Niyetim kimseyi küçümsemek değil, ama üniversiteye gelip en azından 'de, da' bağlacının veya soru eklerinin ayrı yazılacağını bilmeyen, zaman eklerini Türkçe'de olmayan bir şekilde değiştiren, yeni ve oldukça ilginç kelimler icad eden, Türkçe'mizde olmayan harfleri alfabeye katmak için uğraşan, cümlede konulduğu yere göre anlamı değiştiren virgülü kullanmayan insanları kendi kendime ayıpladığımı da söylemeden edemeyeceğim. Ben 'üniversiteye gelmiş' diyerek geniş bir çerçeve çizdim. Hele hele ki bunu Hukuk Fakültesi diye sınırlarsak çok daha kötü şeyler düşündüğümü belirtmeliyim..Bu 'herkes yanlış yazabilir canım, bunda ne var' gibi bir savunmayla geçiştirilemeyecek kadar önemli bir konu bence. Hayır efendim!! Herkes yanlış yazabilir ama bir hukukçu bu kadar dikkatsiz yazamaz..Yakıştıramıyorum.. Türk Dili dersinin zorunlu olması bence çok iyi bir fikir olur. Ayıp olur belki, Şehper Hanım'a katılmamak elde değil aslında..

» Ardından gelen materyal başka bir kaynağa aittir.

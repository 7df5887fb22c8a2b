/*!
 * Reporting functionality for codelist
 *
 * Prints the completion notice and, on request, a summary of the run
 * rendered with the tabled library.
 */

use std::collections::HashMap;
use std::path::Path;
use std::time::Duration;

use tabled::{
    settings::{object::Columns, Alignment, Modify, Padding, Style},
    Table, Tabled,
};

use crate::scanner::ScannerStatistics;
use crate::utils::format_file_size;

/// Information about a file in the report
#[derive(Debug, Clone, Default, PartialEq, Eq)]
pub struct FileReportInfo {
    /// Number of lines in the file
    pub lines: usize,
    /// Number of characters in the file
    pub chars: usize,
}

/// Statistics for a completed run
#[derive(Debug, Clone)]
pub struct ScanReport {
    /// Output file path
    pub output_file: String,
    /// Time taken to walk and write
    pub duration: Duration,
    /// Number of folder records written
    pub folders_visited: usize,
    /// Number of files processed
    pub files_processed: usize,
    /// Files rendered as read errors
    pub read_errors: usize,
    /// Total number of lines
    pub total_lines: usize,
    /// Total bytes of inlined content
    pub total_bytes: u64,
    /// Details for each file
    pub file_details: HashMap<String, FileReportInfo>,
}

impl ScanReport {
    pub fn new(output_file: &Path, duration: Duration, stats: ScannerStatistics) -> Self {
        Self {
            output_file: output_file.display().to_string(),
            duration,
            folders_visited: stats.folders_visited,
            files_processed: stats.files_processed,
            read_errors: stats.read_errors,
            total_lines: stats.total_lines,
            total_bytes: stats.total_bytes,
            file_details: stats.file_details,
        }
    }
}

/// Format of the report output
pub enum ReportFormat {
    /// Console table output
    ConsoleTable,
}

/// Report generator for run results
pub struct Reporter {
    format: ReportFormat,
}

impl Reporter {
    /// Create a new reporter
    pub fn new(format: ReportFormat) -> Self {
        Self { format }
    }

    /// The one-line notice printed once the report file is closed
    pub fn completion_notice(output_file: &Path) -> String {
        format!(
            "List of folders and code files with content saved to {}",
            output_file.display()
        )
    }

    /// Format a number with human-readable units
    fn format_number(&self, num: usize) -> String {
        if num >= 1_000_000 {
            format!("{:.1}M", num as f64 / 1_000_000.0)
        } else if num >= 1_000 {
            format!("{:.1}K", num as f64 / 1_000.0)
        } else {
            num.to_string()
        }
    }

    /// Generate a report string based on run statistics
    pub fn generate_report(&self, report: &ScanReport) -> String {
        match self.format {
            ReportFormat::ConsoleTable => self.generate_console_report(report),
        }
    }

    /// Print the report to stdout
    pub fn print_report(&self, report: &ScanReport) {
        println!("\n{}", self.generate_report(report));
    }

    // Keep the last path segments that fit in max_len
    fn format_path(&self, path: &str, max_len: usize) -> String {
        if path.chars().count() <= max_len {
            return path.to_string();
        }

        let mut segments = Vec::new();
        let mut current_len = 3; // "..."
        for part in path.split('/').rev() {
            let part_len = part.chars().count() + 1;
            if current_len + part_len > max_len {
                break;
            }
            segments.push(part);
            current_len += part_len;
        }

        if segments.is_empty() {
            let tail: String = path
                .chars()
                .rev()
                .take(max_len.saturating_sub(3))
                .collect::<Vec<_>>()
                .into_iter()
                .rev()
                .collect();
            return format!("...{}", tail);
        }

        let mut result = String::from("...");
        for part in segments.iter().rev() {
            result.push('/');
            result.push_str(part);
        }
        result
    }

    // Create a summary table using the tabled crate
    fn create_summary_table(&self, report: &ScanReport) -> String {
        #[derive(Tabled)]
        struct SummaryRow {
            #[tabled(rename = "Metric")]
            key: String,

            #[tabled(rename = "Value")]
            value: String,
        }

        let rows = vec![
            SummaryRow {
                key: "📂 Output File".to_string(),
                value: report.output_file.clone(),
            },
            SummaryRow {
                key: "⏱️ Process Time".to_string(),
                value: format!("{:.4?}", report.duration),
            },
            SummaryRow {
                key: "🗂️ Folders".to_string(),
                value: self.format_number(report.folders_visited),
            },
            SummaryRow {
                key: "📄 Files Processed".to_string(),
                value: self.format_number(report.files_processed),
            },
            SummaryRow {
                key: "⚠️ Read Errors".to_string(),
                value: self.format_number(report.read_errors),
            },
            SummaryRow {
                key: "📝 Total Lines".to_string(),
                value: self.format_number(report.total_lines),
            },
            SummaryRow {
                key: "📦 Content Size".to_string(),
                value: format_file_size(report.total_bytes),
            },
        ];

        let mut table = Table::new(rows);
        table
            .with(Style::rounded())
            .with(Padding::new(1, 1, 0, 0))
            .with(Modify::new(Columns::new(..)).with(Alignment::left()));

        table.to_string()
    }

    // Create a files table using the tabled crate
    fn create_files_table(&self, report: &ScanReport) -> String {
        #[derive(Tabled)]
        struct FileRow {
            #[tabled(rename = "File Path")]
            path: String,

            #[tabled(rename = "Lines")]
            lines: String,

            #[tabled(rename = "Chars")]
            chars: String,
        }

        // Largest first, path as tie-breaker
        let mut files: Vec<_> = report.file_details.iter().collect();
        files.sort_by(|(pa, a), (pb, b)| b.chars.cmp(&a.chars).then_with(|| pa.cmp(pb)));

        let files_to_show = if files.len() > 15 {
            &files[0..10]
        } else {
            &files[..]
        };

        let rows: Vec<FileRow> = files_to_show
            .iter()
            .map(|(path, info)| FileRow {
                path: self.format_path(path, 60),
                lines: self.format_number(info.lines),
                chars: self.format_number(info.chars),
            })
            .collect();

        let mut table = Table::new(rows);
        table
            .with(Style::rounded())
            .with(Padding::new(1, 1, 0, 0))
            .with(Modify::new(Columns::new(..)).with(Alignment::left()));

        table.to_string()
    }

    // Generate a console table report
    fn generate_console_report(&self, report: &ScanReport) -> String {
        let summary_table = self.create_summary_table(report);
        let files_table = self.create_files_table(report);

        let summary_title = "✅  REPORT COMPLETE";
        let files_title = if report.file_details.len() > 15 {
            "📋  TOP 10 LARGEST FILES BY CHARACTER COUNT  📋"
        } else {
            "📋  PROCESSED FILES"
        };

        format!(
            "{}\n{}\n\n{}\n{}",
            files_title, files_table, summary_title, summary_table
        )
    }
}
//! Route definitions for submission feedback. Mounted at `/feedback`.

use axum::routing::post;
use axum::Router;

use crate::handlers::feedback;
use crate::state::AppState;

pub fn router() -> Router<AppState> {
    Router::new().route("/", post(feedback::submit_feedback))
}
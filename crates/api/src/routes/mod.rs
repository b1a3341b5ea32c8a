//! Route tree composition.
//!
//! Route hierarchy (all mounted at the root, matching the paths the
//! gallery client and rendering pipeline already use):
//!
//! ```text
//! /                    liveness string
//! /health              JSON health (service + database)
//! /gallery             embedded gallery page
//!
//! /input               POST  submit a topic, render, return output
//! /feedback            POST  attach rating/feedback to a submission
//!
//! /videos              GET   list all video records
//!                      POST  register a rendered video
//! /videos-content/*    GET   raw video bytes (range supported)
//! /check-videos        GET   diagnostic listing of the content roots
//! ```

pub mod content;
pub mod feedback;
pub mod gallery;
pub mod health;
pub mod input;
pub mod video;

use axum::Router;

use crate::state::AppState;

/// Build the full application route tree.
pub fn app_routes() -> Router<AppState> {
    Router::new()
        .merge(health::router())
        .merge(gallery::router())
        .merge(content::router())
        .nest("/videos", video::router())
        .nest("/input", input::router())
        .nest("/feedback", feedback::router())
}
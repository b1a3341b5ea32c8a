//! Shared helpers for API integration tests.
//!
//! Tests exercise the real router (same middleware stack as production)
//! in-process via `tower::ServiceExt::oneshot`. The generation invoker is
//! pointed at a `/bin/sh` stub script so the subprocess path runs for real
//! without Python or the rendering toolchain installed.

#![allow(dead_code)]

use std::io::Write;
use std::path::{Path, PathBuf};
use std::sync::Arc;
use std::time::Duration;

use axum::body::Body;
use axum::http::{header, Request, Response, StatusCode};
use axum::Router;
use http_body_util::BodyExt;
use mathmotion_api::config::{GenerationSettings, ServerConfig};
use mathmotion_api::router::build_app_router;
use mathmotion_api::state::AppState;
use mathmotion_core::generation::{Invoker, InvokerConfig};
use sqlx::PgPool;
use tower::ServiceExt;

/// Build a test `ServerConfig` with safe defaults.
///
/// `video_dir` becomes the sole content root; `script_path` is the stub
/// generation script (run with `/bin/sh`).
pub fn test_config(video_dir: &Path, script_path: &Path) -> ServerConfig {
    ServerConfig {
        host: "127.0.0.1".to_string(),
        port: 0,
        cors_origins: vec!["http://localhost:5173".to_string()],
        request_timeout_secs: 30,
        video_dirs: vec![video_dir.to_path_buf()],
        generation: GenerationSettings {
            python_bin: "/bin/sh".to_string(),
            script_path: script_path.to_string_lossy().into_owned(),
            timeout_secs: 10,
            max_concurrent: 2,
        },
    }
}

/// Build the full application router with all middleware layers, using the
/// given database pool and config.
pub fn build_test_app(pool: PgPool, config: ServerConfig) -> Router {
    let invoker = Arc::new(Invoker::new(InvokerConfig {
        python_bin: config.generation.python_bin.clone(),
        script_path: config.generation.script_path.clone(),
        timeout: Duration::from_secs(config.generation.timeout_secs),
        max_concurrent: config.generation.max_concurrent,
    }));

    build_app_router(AppState {
        pool,
        config: Arc::new(config),
        invoker,
    })
}

/// Convenience: test app with a throwaway content root and an `echo done`
/// generation stub, for tests that don't care about either.
pub fn build_default_app(pool: PgPool, dir: &tempfile::TempDir) -> Router {
    let script = write_script(dir, "echo done");
    build_test_app(pool, test_config(dir.path(), &script))
}

/// Write a stub generation script into `dir` and return its path.
pub fn write_script(dir: &tempfile::TempDir, contents: &str) -> PathBuf {
    let path = dir.path().join("generate.sh");
    let mut file = std::fs::File::create(&path).unwrap();
    file.write_all(contents.as_bytes()).unwrap();
    path
}

/// Issue a GET request against the app.
pub async fn get(app: Router, uri: &str) -> Response<Body> {
    app.oneshot(
        Request::builder()
            .uri(uri)
            .body(Body::empty())
            .unwrap(),
    )
    .await
    .unwrap()
}

/// Issue a GET request with a Range header.
pub async fn get_range(app: Router, uri: &str, range: &str) -> Response<Body> {
    app.oneshot(
        Request::builder()
            .uri(uri)
            .header(header::RANGE, range)
            .body(Body::empty())
            .unwrap(),
    )
    .await
    .unwrap()
}

/// Issue a POST request with a JSON body.
pub async fn post_json(app: Router, uri: &str, body: serde_json::Value) -> Response<Body> {
    app.oneshot(
        Request::builder()
            .method("POST")
            .uri(uri)
            .header(header::CONTENT_TYPE, "application/json")
            .body(Body::from(serde_json::to_vec(&body).unwrap()))
            .unwrap(),
    )
    .await
    .unwrap()
}

/// Collect a response body and parse it as JSON.
pub async fn body_json(response: Response<Body>) -> serde_json::Value {
    let bytes = response.into_body().collect().await.unwrap().to_bytes();
    serde_json::from_slice(&bytes).unwrap()
}

/// Collect a response body as raw bytes.
pub async fn body_bytes(response: Response<Body>) -> Vec<u8> {
    response
        .into_body()
        .collect()
        .await
        .unwrap()
        .to_bytes()
        .to_vec()
}

/// Assert a response is the standard error envelope with the given status.
pub async fn assert_error_envelope(
    response: Response<Body>,
    status: StatusCode,
) -> serde_json::Value {
    assert_eq!(response.status(), status);
    let json = body_json(response).await;
    assert_eq!(json["success"], false);
    json
}
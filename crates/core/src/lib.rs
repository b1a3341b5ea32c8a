//! Domain logic for the mathmotion video service.
//!
//! This crate holds everything that does not touch the database or HTTP:
//! shared types, the domain error enum, filename conventions, playback URL
//! derivation, rating validation, and the generation invoker that runs the
//! external rendering script.
//!
//! Zero internal dependencies: `db` and `api` both depend on this crate,
//! never the other way around.

pub mod error;
pub mod feedback;
pub mod generation;
pub mod naming;
pub mod types;
pub mod video_paths;
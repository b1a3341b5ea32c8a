//! Rating validation for submission feedback.

use crate::error::CoreError;

/// Lowest rating a submission can receive.
pub const MIN_RATING: i32 = 1;

/// Highest rating a submission can receive.
pub const MAX_RATING: i32 = 5;

/// Check a rating against the 1-5 scale before it goes anywhere near the
/// store. The same bound is also a CHECK constraint on the table.
pub fn validate_rating(rating: i32) -> Result<(), CoreError> {
    if !(MIN_RATING..=MAX_RATING).contains(&rating) {
        return Err(CoreError::Validation(format!(
            "Rating {rating} is outside the allowed {MIN_RATING}-{MAX_RATING} range"
        )));
    }
    Ok(())
}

Metrolardaki ''sarı çizgiyi geçmeyiniz'', minibüslerdeki ''durmadan inmeyiniz'' vb. gibi uyarıları görünce; insanların bir zorunluluk ya da bir kural olmadan bazı şeylere dikkat etmediğini ve bu uyarıları kimsenin de ayıplamadığını görüyorum. Biz uyarılmaya, uyulması zorunlu olan kurallar konmasına alışkınız, çünkü bunlar olmadan yapmamız gerekenin farkına varamıyoruz ne yazık ki!! Dilimize sahip çıkma konusunda da demek ki zorunluluk getirilmeden olmayacak diye düşünüyorum. Zamanla tüm öğrenciler alışır ve kimse bunu ayıplamaz..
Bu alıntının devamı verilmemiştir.